Vous dites : « C’est épuisant de s'occuper des enfants.» Vous avez raison. Vous ajoutez : « Parce que nous devons nous mettre à leur niveau. Nous baisser, nous pencher, nous courber, nous rapetisser. » Là, vous vous trompez. Ce n'est pas tant cela qui fatigue le plus, que le fait d'être obligé de nous élever jusqu'à la hauteur de leurs sentiments. De nous élever, nous étirer, nous mettre sur la pointe des pieds, nous tendre. Pour ne pas les blesser.

Janusz Korczak, Quand je redeviendrai petit (prologue), AFJK.

Nous étions « les pires gamines du monde »

Témoignage reçu en réponse au questionnaire du livre d’Olivier Maurel La Fessée, questions sur la violence éducative


Ai-je été frappée? Oui, je ne me souviens pas quand cela a commencé, car du plus loin que je me souvienne, j'ai toujours été frappée, mais je sais que ça s'est arrêté lorsque j'avais 16 ans, le jour où ma mère voulait me balancer dans l'escalier et que je lui ai répondu que si elle le faisait je la prenais avec moi dans ma chute.

Par qui? Par mes deux parents, mais surtout par ma mère. Je sais que ma mère a été maltraitée dans son enfance. Mon père, lui, dit ne pas avoir subi de violences, mais en réalité, il se faisait frapper à l'école et assistait régulièrement aux coups que subissait sont frère.

J'habite en Suisse, où l'utilisation des châtiments corporels est tolérée mais taboue. Par contre, mes parents viennent du Portugal, où, à leur époque, élever un enfant se faisait par le bâton.

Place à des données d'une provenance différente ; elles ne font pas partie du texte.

//! TEAM_202: Filesystem driver traits
//!
//! [`FilesystemDriver`] covers naming: mounting, lookup and directory
//! mutation. [`FileOps`] covers what can be done with a node once it has
//! been resolved. Defaults return `NotImplemented` so a driver only writes
//! what it supports.
//!
//! Drivers must return the same `Arc<Inode>` for a node every time it is
//! looked up while any reference to it is alive. Mount points are recorded
//! on that object.

use alloc::string::String;
use alloc::sync::Arc;

use crate::error::{VfsError, VfsResult};
use crate::file::{FileTableNode, OpenFlags};
use crate::inode::InodeRef;
use crate::stat::{DirEntry, Stat, StatMask};
use crate::volume::{VolumeFlags, VolumeId, VolumeRef};

pub type DriverRef = Arc<dyn FilesystemDriver>;
pub type FileOpsRef = Arc<dyn FileOps>;

pub trait FilesystemDriver: Send + Sync {
    /// Name the driver is registered under
    fn name(&self) -> &str;

    /// Create a volume with the given id. The root inode must carry it.
    fn mount(
        self: Arc<Self>,
        volume_id: VolumeId,
        device: &str,
        flags: VolumeFlags,
        args: &str,
    ) -> VfsResult<VolumeRef>;

    /// Look up `name` in the directory `parent`. "." and ".." are passed
    /// through; ".." of the volume root never reaches the driver.
    fn locate_inode(&self, volume: &VolumeRef, parent: &InodeRef, name: &str)
    -> VfsResult<InodeRef>;

    /// Create a regular file and open it with `flags`
    fn create_file(
        &self,
        _volume: &VolumeRef,
        _parent: &InodeRef,
        _name: &str,
        _flags: OpenFlags,
        _mode: u32,
    ) -> VfsResult<FileTableNode> {
        Err(VfsError::NotImplemented)
    }

    fn create_directory(
        &self,
        _volume: &VolumeRef,
        _parent: &InodeRef,
        _name: &str,
        _mode: u32,
    ) -> VfsResult<()> {
        Err(VfsError::NotImplemented)
    }

    fn create_symlink(
        &self,
        _volume: &VolumeRef,
        _parent: &InodeRef,
        _name: &str,
        _target: &str,
    ) -> VfsResult<()> {
        Err(VfsError::NotImplemented)
    }

    /// Move an entry. Both parents are on `volume`. `must_be_dir` is set
    /// when either operand had a trailing slash.
    fn rename(
        &self,
        _volume: &VolumeRef,
        _old_parent: &InodeRef,
        _old_name: &str,
        _new_parent: &InodeRef,
        _new_name: &str,
        _must_be_dir: bool,
    ) -> VfsResult<()> {
        Err(VfsError::NotImplemented)
    }

    fn unlink(&self, _volume: &VolumeRef, _parent: &InodeRef, _name: &str) -> VfsResult<()> {
        Err(VfsError::NotImplemented)
    }

    fn remove_directory(
        &self,
        _volume: &VolumeRef,
        _parent: &InodeRef,
        _name: &str,
    ) -> VfsResult<()> {
        Err(VfsError::NotImplemented)
    }

    /// Flush the whole volume
    fn sync(&self, _volume: &VolumeRef) -> VfsResult<()> {
        Ok(())
    }
}

pub trait FileOps: Send + Sync {
    fn open_file(
        &self,
        _volume: &VolumeRef,
        inode: &InodeRef,
        flags: OpenFlags,
    ) -> VfsResult<FileTableNode> {
        Ok(FileTableNode::file(inode.clone(), flags))
    }

    fn open_directory(
        &self,
        _volume: &VolumeRef,
        inode: &InodeRef,
        flags: OpenFlags,
    ) -> VfsResult<FileTableNode> {
        Ok(FileTableNode::directory(inode.clone(), flags))
    }

    /// Called once, when the last handle to `file` is gone
    fn close(&self, _file: &FileTableNode) -> VfsResult<()> {
        Ok(())
    }

    /// Scatter read at `position`. Short counts are not errors.
    fn read(
        &self,
        _file: &FileTableNode,
        _position: u64,
        _segments: &mut [&mut [u8]],
    ) -> VfsResult<usize> {
        Err(VfsError::NotImplemented)
    }

    /// Gather write at `position`
    fn write(&self, _file: &FileTableNode, _position: u64, _segments: &[&[u8]]) -> VfsResult<usize> {
        Err(VfsError::NotImplemented)
    }

    fn read_link(&self, _volume: &VolumeRef, _inode: &InodeRef) -> VfsResult<String> {
        Err(VfsError::NotImplemented)
    }

    /// Next entry at the directory cursor, advancing it. `None` at the end.
    fn read_directory(
        &self,
        _volume: &VolumeRef,
        _dir: &FileTableNode,
    ) -> VfsResult<Option<DirEntry>> {
        Err(VfsError::NotImplemented)
    }

    fn rewind_directory(&self, _volume: &VolumeRef, dir: &FileTableNode) -> VfsResult<()> {
        dir.set_cursor(0);
        Ok(())
    }

    /// Attributes of `inode`. For a symlink, `size` must be the target
    /// length: it is checked before [`FileOps::read_link`] is called, so the
    /// default refuses symlinks instead of reporting a size of 0.
    fn read_stat(&self, _volume: &VolumeRef, inode: &InodeRef) -> VfsResult<Stat> {
        if inode.is_symlink() {
            return Err(VfsError::NotImplemented);
        }
        Ok(Stat::from_inode(inode))
    }

    fn write_stat(
        &self,
        _volume: &VolumeRef,
        _inode: &InodeRef,
        _stat: &Stat,
        _mask: StatMask,
    ) -> VfsResult<()> {
        Err(VfsError::NotImplemented)
    }

    /// Check `mode` (R_OK/W_OK/X_OK bits) against the node
    fn check_access(&self, _volume: &VolumeRef, _inode: &InodeRef, _mode: u32) -> VfsResult<()> {
        Ok(())
    }

    /// ioctl. Returns the number of bytes placed in `output`.
    fn device_control(
        &self,
        _file: &FileTableNode,
        _request: u32,
        _input: &[u8],
        _output: &mut [u8],
    ) -> VfsResult<usize> {
        Err(VfsError::NotSupported)
    }

    fn sync(&self, _file: &FileTableNode) -> VfsResult<()> {
        Ok(())
    }
}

Encore aujourd'hui je crains mes parents, je fais des hautes études parce que c'est ce qu'ils voulaient que je fasse. Je me plie à eux et malgré que j'en ai conscience, je n'arrive pas à me défaire de ça. Les châtiments corporels ne m'ont en aucun cas été profitables.

Ma mère, qui pensait qu'il était normal d'élever un enfant sous les coups, a toujours crié haut et fort qu'elle fessait ses enfants, à qui voulait l'entendre, car nous étions "les pires gamines du monde". Tous les adultes qui étaient au courant lui répondaient qu'elle avait bien raison, qu'il faudrait nous frapper plus fort ou alors ils nous regardaient en disant que nous étions méchantes et que nous devions écouter notre mère. J'en parlais donc avec ma soeur, qui vivait la même chose que moi, mais aucun adulte ne nous a soutenues, pas même le professeur de ma soeur qui avait montré ses bleus à toute sa classe en disant qu'un enfant ne devait pas se laisser frapper, que ce n'était pas bien.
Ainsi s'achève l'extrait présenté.